Une salariée assistante de direction d’une clinique, dépose une plainte pour harcèlement moral au travail à l’encontre du responsable des ressources humaines et du directeur général.

Il est reproché notamment, au directeur général d’avoir refusé des contacts de collaboration directe avec la plaignante, proféré des paroles agressives et humiliantes et exercé une surveillance très étroite sur son emploi du temps. Les témoignages font état de cette agressivité verbale et des insultes qu’il avait envers la salariée. Il lui avait envoyé des documents au visage refusant quelconque entretien avec elle, lui demandant des courriels si elle voulait lui parler.

Cela se répercutait sur l’état de santé de la salariée qui pleurait souvent et avait maigri.

La Cour d’appel de Versailles a, par son arrêt du 3 février 2017, déclaré le directeur général de la clinique coupable de harcèlement moral à l’encontre de la salariée plaignante et l’a condamné à une amende de 3.000 euros, ainsi qu’au paiement d’une somme de 3.000 euros à titre de dommage-intérêts. Le responsable des ressources humaines a été également condamné. La clinique a, quant à elle, été déclarée civilement responsable des agissements de ces deux personnes salariées en application de l’article 1242, alinéa 5, du Code civil.

Le directeur général contestait sa condamnation en invoquant, notamment, l’absence de preuve de l’infraction reprochée, que le harcèlement moral doit être distingué de l’exercice, même autoritaire, du pouvoir d’organisation et de contrôle d’un supérieur hiérarchique et que le résultat infractionnel visé par l’article 222-33-2 du Code pénal n’était pas établi.
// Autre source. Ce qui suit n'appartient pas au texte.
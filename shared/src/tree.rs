use std::collections::HashMap;

use crate::Comment;

/// Grouping key of a comment: the comment it replies to, or the thread itself.
#[derive(Debug, Clone, Copy, PartialEq, Eq, Hash)]
pub enum ParentKey {
    Root,
    Comment(i64),
}

impl From<Option<i64>> for ParentKey {
    fn from(parent: Option<i64>) -> Self {
        parent.map_or(ParentKey::Root, ParentKey::Comment)
    }
}

/// Comments of one thread grouped by parent, each group in input order.
#[derive(Debug, Clone, Default)]
pub struct CommentTree {
    groups: HashMap<ParentKey, Vec<Comment>>,
}

/// Group a flat, creation-ordered list of comments by parent.
pub fn build_tree(comments: impl IntoIterator<Item = Comment>) -> CommentTree {
    let mut groups: HashMap<ParentKey, Vec<Comment>> = HashMap::new();
    for comment in comments {
        groups
            .entry(ParentKey::from(comment.parent_id))
            .or_default()
            .push(comment);
    }
    CommentTree { groups }
}

impl CommentTree {
    pub fn group(&self, key: ParentKey) -> &[Comment] {
        self.groups.get(&key).map(Vec::as_slice).unwrap_or(&[])
    }

    pub fn roots(&self) -> &[Comment] {
        self.group(ParentKey::Root)
    }

    pub fn replies(&self, comment_id: i64) -> &[Comment] {
        self.group(ParentKey::Comment(comment_id))
    }

    pub fn len(&self) -> usize {
        self.groups.values().map(Vec::len).sum()
    }

    pub fn is_empty(&self) -> bool {
        self.groups.is_empty()
    }

    /// Depth-first, pre-order traversal from the roots with nesting depth,
    /// the order in which a thread page renders its comments.
    ///
    /// Only comments reachable from a root are yielded; replies whose parent
    /// is missing from the input never surface.
    pub fn walk(&self) -> Vec<(usize, &Comment)> {
        let mut out = Vec::with_capacity(self.len());
        let mut stack: Vec<(usize, &Comment)> =
            self.roots().iter().rev().map(|c| (0, c)).collect();
        while let Some((depth, comment)) = stack.pop() {
            out.push((depth, comment));
            stack.extend(self.replies(comment.id).iter().rev().map(|c| (depth + 1, c)));
        }
        out
    }
}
La clinique déclarée civilement responsable contestait quant à elle le principe de sa responsabilité et les éléments retenus à titre de preuve.

La chambre criminelle de la Cour de cassation a rejeté les pourvois formés contre l’arrêt d’appel.

Concernant la responsabilité civile de l’employeur des salariées auteurs de harcèlement moral : « La Cour d’appel a apprécié souverainement la valeur de la portée des éléments de faits et des témoignages contradictoirement débattus et a caractérisé à l’encontre de M.X… (directeur général) des agissements répétés ayant eu pour objet ou pour effets une dégradation des conditions de travail de la salariée susceptible de porter atteinte à ses droits et à sa dignité, d’altérer sa santé physique ou mentale ou de compromettre son avenir professionnel ».

Mais aussi, s’agissant de la responsabilité civile de l’employeur du fait ses salariés : « elle est engagée en application des règles de droit civil, qui régissent les relations entre le commettant et le préposé, selon le disposition de l’article 1384, alinéa 5 ancien, devenu l’article 1242-2, alinéa 5, du Code civil, et dont il résulte en substance que pèse une présomption de responsabilité du commettant du fait de son préposé, sauf à ce que le premier démontre que le second a agi sans autorisation, à des fins étrangères à ses attributions, et s’est placé hors des fonctions auxquelles il était employé (Cass. Ass. plén., 17 juin 1983, n° 82-91.632) », « que la faute pénale du préposé, dont résulte la faute civile au sens des textes précités, ne peut plus être contestée par le commettant, fût-ce à l’occasion d’un procès ayant pour objet la seule action civile, lorsqu’elle constitue le fondement d’une condamnation pénale devenue définitive », pour conclure que le délit de harcèlement moral imputé au responsable des ressources humaines étant établi par une déclaration de culpabilité définitive et irrévocable, il en résulte que « la clinique, dont la responsabilité civile est engagée de ce fait, s’il lui est loisible d’invoquer une cause d’exonération de sa responsabilité en établissant que ce préposé s’est placé hors des fonctions auxquelles il était employé, n’est plus recevable à contester l’existence de la faute commise par ce dernier ».